Tuesday, 11 February 2014

Thomas Dane’s “Come out to show them”

Glenn Ligon
Come Out
Thomas Dane Gallery

PRESS RELEASE:
For his third exhibition at the gallery, Glenn Ligon has composed an ensemble of three monumental screen-printed paintings based on 'Come Out' (1966), one of Steve Reich's early taped-speech works. In this visionary piece Reich, a pioneer of minimal and process music, used the voice of Daniel Hamm one of six young men charged with the murder of a shopkeeper in Harlem in the spring of 1964. The young men were severely beaten by the police while in jail and denied the use of their own lawyers. The case of the 'Harlem Six' quickly became a cause célèbre, with politicians, civil rights activists and artists commenting on indiscriminate police brutality against black citizens and wondering, in the words of James Baldwin, "where is the civilization and where, indeed, is the morality that can afford to destroy so many".

Reich became involved with the Harlem Six when he was asked to compose a piece for a benefit concert at Town Hall in New York City in 1966. He listened to the taped testimony of the defendants and focused on an excerpt of Hamm saying: "I had to, like, open the bruise up, and let some of the bruise blood come out to show them". Reich uses this as a repeated verse at the beginning of the piece. Reich then shortens and the verse to "Come out to show them", repeated on two channels over and over again, first in unison and then with one channel gradually going out of synch with the other. As the phrases begin to shift they create an increasing reverberation that turns into a canon - a hypnotic 'round'- breaking further apart and destroying the intelligibility of the words.

In the paintings that make up the exhibition Come Out, Ligon has isolated the same phrase as Reich and uses it to create densely layered canvases where "Come out to show them" is repeatedly screen-printed and super-imposed onto the picture plane. Echoing a characteristic of Reich's music in which words are gradually shifting and re-positioning without any sense of climax but with a very controlled sense of 'progression', Ligon increases the number of silkscreen layers in each painting until the words verge on abstraction.
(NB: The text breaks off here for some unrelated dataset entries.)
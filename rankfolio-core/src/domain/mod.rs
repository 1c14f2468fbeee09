//! Domain types: observations, the price panel, weight vectors, equity points.

pub mod equity;
pub mod observation;
pub mod panel;
pub mod weights;

pub use equity::{drawdown_series, equity_values, EquityPoint};
pub use observation::PriceObservation;
pub use panel::{PanelError, PricePanel};
pub use weights::{WeightVector, WEIGHT_EPSILON};
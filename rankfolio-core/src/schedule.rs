//! Rebalance scheduling — downsample the trading calendar to rebalance dates.
//!
//! The schedule is derived purely from dates that exist in the panel; it
//! never invents synthetic dates, so the simulator can always look prices up
//! on a rebalance date.

use chrono::{Datelike, NaiveDate};
use serde::{Deserialize, Serialize};

/// How often the portfolio may be recomposed.
#[derive(Debug, Clone, Copy, PartialEq, Eq, Serialize, Deserialize)]
#[serde(tag = "type", rename_all = "snake_case")]
pub enum RebalanceCadence {
    /// Every `n`-th trading day, anchored at the first panel date.
    EveryNthDay { n: usize },

    /// Last trading day of each ISO week (Friday-anchored in practice).
    Weekly,

    /// Last trading day of each calendar month.
    Monthly,
}

impl Default for RebalanceCadence {
    fn default() -> Self {
        RebalanceCadence::Weekly
    }
}

/// Build the ordered rebalance schedule from the panel's distinct dates.
///
/// `dates` must already be sorted ascending and deduplicated (the panel
/// guarantees this). Fewer than 2 usable dates yields an empty schedule:
/// there is nothing to simulate, and the caller reports zero periods.
pub fn build_schedule(dates: &[NaiveDate], cadence: RebalanceCadence) -> Vec<NaiveDate> {
    if dates.len() < 2 {
        return Vec::new();
    }

    match cadence {
        RebalanceCadence::EveryNthDay { n } => {
            let step = n.max(1);
            dates.iter().step_by(step).copied().collect()
        }
        RebalanceCadence::Weekly => last_of_group(dates, |d| {
            let week = d.iso_week();
            (week.year(), week.week())
        }),
        RebalanceCadence::Monthly => last_of_group(dates, |d| (d.year(), d.month())),
    }
}

/// Keep the last date of each consecutive group. Groups are contiguous in a
/// sorted calendar, so a single pass suffices.
fn last_of_group<K: PartialEq>(dates: &[NaiveDate], key: impl Fn(&NaiveDate) -> K) -> Vec<NaiveDate> {
    let mut out = Vec::new();
    for window in dates.windows(2) {
        if key(&window[0]) != key(&window[1]) {
            out.push(window[0]);
        }
    }
    if let Some(&last) = dates.last() {
        out.push(last);
    }
    out
}
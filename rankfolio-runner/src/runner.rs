//! Backtest runner — wires config, data, engine, and stress suite together.
//!
//! Two entry points:
//! - `run_from_files()`: loads spec + CSV from disk, then runs. Used by CLI.
//! - `run_from_panel()`: takes a pre-built panel. Used by tests and embedding.

use std::path::Path;

use serde::{Deserialize, Serialize};
use thiserror::Error;

use rankfolio_core::config::ConfigError;
use rankfolio_core::domain::PricePanel;
use rankfolio_core::engine::{run_backtest, BacktestRun};
use rankfolio_core::stress::{run_standard_suite, StressOutcome};

use crate::config::{RunSpec, SpecError};
use crate::data_loader::{load_panel, LoadError};

/// Errors from the runner.
#[derive(Debug, Error)]
pub enum RunError {
    #[error("spec error: {0}")]
    Spec(#[from] SpecError),
    #[error("data error: {0}")]
    Data(#[from] LoadError),
    #[error("config error: {0}")]
    Config(#[from] ConfigError),
}

/// Current schema version for persisted artifacts.
pub const SCHEMA_VERSION: u32 = 1;

/// Complete result of one run: the backtest itself plus any stress outcomes.
#[derive(Debug, Clone, PartialEq, Serialize, Deserialize)]
pub struct BacktestReport {
    /// Schema version for forward-compatible deserialization.
    #[serde(default = "default_schema_version")]
    pub schema_version: u32,
    pub spec: RunSpec,
    pub run: BacktestRun,
    pub stress: Vec<StressOutcome>,
    /// Instruments and dates in the loaded panel, for provenance.
    pub instrument_count: usize,
    pub date_count: usize,
}

fn default_schema_version() -> u32 {
    SCHEMA_VERSION
}

/// Run a backtest against a pre-built panel — no I/O.
pub fn run_from_panel(panel: &PricePanel, spec: RunSpec) -> Result<BacktestReport, RunError> {
    let run = run_backtest(panel, spec.backtest.clone())?;
    let stress = if spec.stress.enabled {
        run_standard_suite(
            &run,
            spec.backtest.periods_per_year,
            spec.backtest.risk_free_rate,
            spec.stress.seed,
        )
    } else {
        Vec::new()
    };
    Ok(BacktestReport {
        schema_version: SCHEMA_VERSION,
        instrument_count: panel.instrument_count(),
        date_count: panel.dates().len(),
        spec,
        run,
        stress,
    })
}

/// Load a spec and a CSV panel from disk, then run. The high-level entry
/// point used by the CLI.
pub fn run_from_files(spec_path: &Path, data_path: &Path) -> Result<BacktestReport, RunError> {
    let spec = RunSpec::load(spec_path)?;
    let panel = load_panel(data_path)?;
    run_from_panel(&panel, spec)
}

#[cfg(test)]
mod tests {
    use super::*;
    use crate::config::StressSettings;
    use chrono::NaiveDate;
    use rankfolio_core::config::BacktestConfig;
    use rankfolio_core::domain::PriceObservation;
    use rankfolio_core::schedule::RebalanceCadence;
    use rankfolio_core::score::ScoringRule;

    fn small_panel() -> PricePanel {
        let start = NaiveDate::from_ymd_opt(2024, 2, 1).unwrap();
        let mut obs = Vec::new();
        for i in 0..30 {
            let date = start + chrono::Duration::days(i);
            obs.push(PriceObservation::new(date, "UP", 100.0 * 1.01f64.powi(i as i32)));
            obs.push(PriceObservation::new(date, "DN", 100.0 * 0.995f64.powi(i as i32)));
        }
        PricePanel::from_observations(obs).unwrap()
    }

    fn fast_spec() -> RunSpec {
        RunSpec {
            backtest: BacktestConfig {
                scoring: ScoringRule::Momentum {
                    lookback: 3,
                    skip_recent: 0,
                },
                cadence: RebalanceCadence::EveryNthDay { n: 2 },
                top_n: 1,
                max_weight: 1.0,
                ..BacktestConfig::frictionless()
            },
            stress: StressSettings::default(),
        }
    }

    #[test]
    fn run_from_panel_produces_report() {
        let report = run_from_panel(&small_panel(), fast_spec()).unwrap();
        assert_eq!(report.schema_version, SCHEMA_VERSION);
        assert_eq!(report.instrument_count, 2);
        assert_eq!(report.date_count, 30);
        assert_eq!(report.run.points.len(), 30);
        assert!(report.run.summary.total_return > 0.0);
        assert!(report.stress.is_empty());
    }

    #[test]
    fn stress_suite_runs_when_enabled() {
        let spec = RunSpec {
            stress: StressSettings {
                enabled: true,
                seed: 5,
            },
            ..fast_spec()
        };
        let report = run_from_panel(&small_panel(), spec).unwrap();
        assert_eq!(report.stress.len(), 3);
        for outcome in &report.stress {
            assert!(outcome.summary.final_equity.is_finite());
        }
    }

    #[test]
    fn invalid_config_surfaces_as_config_error() {
        let spec = RunSpec {
            backtest: BacktestConfig {
                top_n: 0,
                ..BacktestConfig::default()
            },
            ..fast_spec()
        };
        assert!(matches!(
            run_from_panel(&small_panel(), spec),
            Err(RunError::Config(_))
        ));
    }

    #[test]
    fn run_from_files_end_to_end() {
        let dir = tempfile::tempdir().unwrap();
        let spec_path = dir.path().join("run.toml");
        std::fs::write(
            &spec_path,
            r#"
                [backtest]
                top_n = 1
                max_weight = 1.0

                [backtest.scoring]
                type = "momentum"
                lookback = 2
                skip_recent = 0

                [backtest.cadence]
                type = "every_nth_day"
                n = 1
            "#,
        )
        .unwrap();

        let data_path = dir.path().join("prices.csv");
        let mut csv = String::from("date,instrument_id,close\n");
        let start = NaiveDate::from_ymd_opt(2024, 2, 1).unwrap();
        for i in 0..10 {
            let date = start + chrono::Duration::days(i);
            csv.push_str(&format!("{date},ACME,{}\n", 100.0 + i as f64));
        }
        std::fs::write(&data_path, csv).unwrap();

        let report = run_from_files(&spec_path, &data_path).unwrap();
        assert_eq!(report.instrument_count, 1);
        assert_eq!(report.run.points.len(), 10);
    }

    #[test]
    fn report_round_trips_through_json() {
        let report = run_from_panel(&small_panel(), fast_spec()).unwrap();
        let json = serde_json::to_string(&report).unwrap();
        let back: BacktestReport = serde_json::from_str(&json).unwrap();
        assert_eq!(back, report);
    }
}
By placing the three very large paintings in the exhibition in the order in which they were made, emphasizing the increasing density of the painting's surfaces, Ligon references the 'wall of sound' musical production technique made famous in the early 1960s by record producer Phil Spector, as well as Reich's interests in contrapuntal compositional technique and African drumming.

The strategies employed in these paintings - where a visual continuum shifts little by little, inviting the viewer to concentrate on these slowly changing effects - is not new to Ligon's work. For instance, some of his earliest text paintings use a single sentence repeated stenciled in black oilstick down the surface of door shaped panel, the text turns into abstraction by the same act of stenciling that creates it. The paintings in this exhibition also move speech towards abstraction, but in the end, the words remain legible, suggesting that the social conditions that prompted Reich's composition remain, in some sense, unfinished business.

Glenn Ligon lives and works in New York. Ligon received a Bachelor of Arts from Wesleyan University in 1982, and attended the Whitney Museum Independent Study Program in 1985. A mid-career retrospective of Ligon's work, Glenn Ligon: AMERICA, organized by Scott Rothkopf, opened at the Whitney Museum of American Art in March 2011. The exhibition traveled to the Los Angeles County Museum of Art in the fall of 2011, and to the Modern Art Museum of Fort Worth in early 2012. Ligon has been the subject of solo museum exhibitions at the Power Plant in Toronto, the Walker Art Center in Minneapolis, the Studio Museum in Harlem, the Institute of Contemporary Art in Philadelphia and the Kunstverein Munich. His work was included in Documenta XI in 2002, and the 1991 and 1993 Whitney Biennials.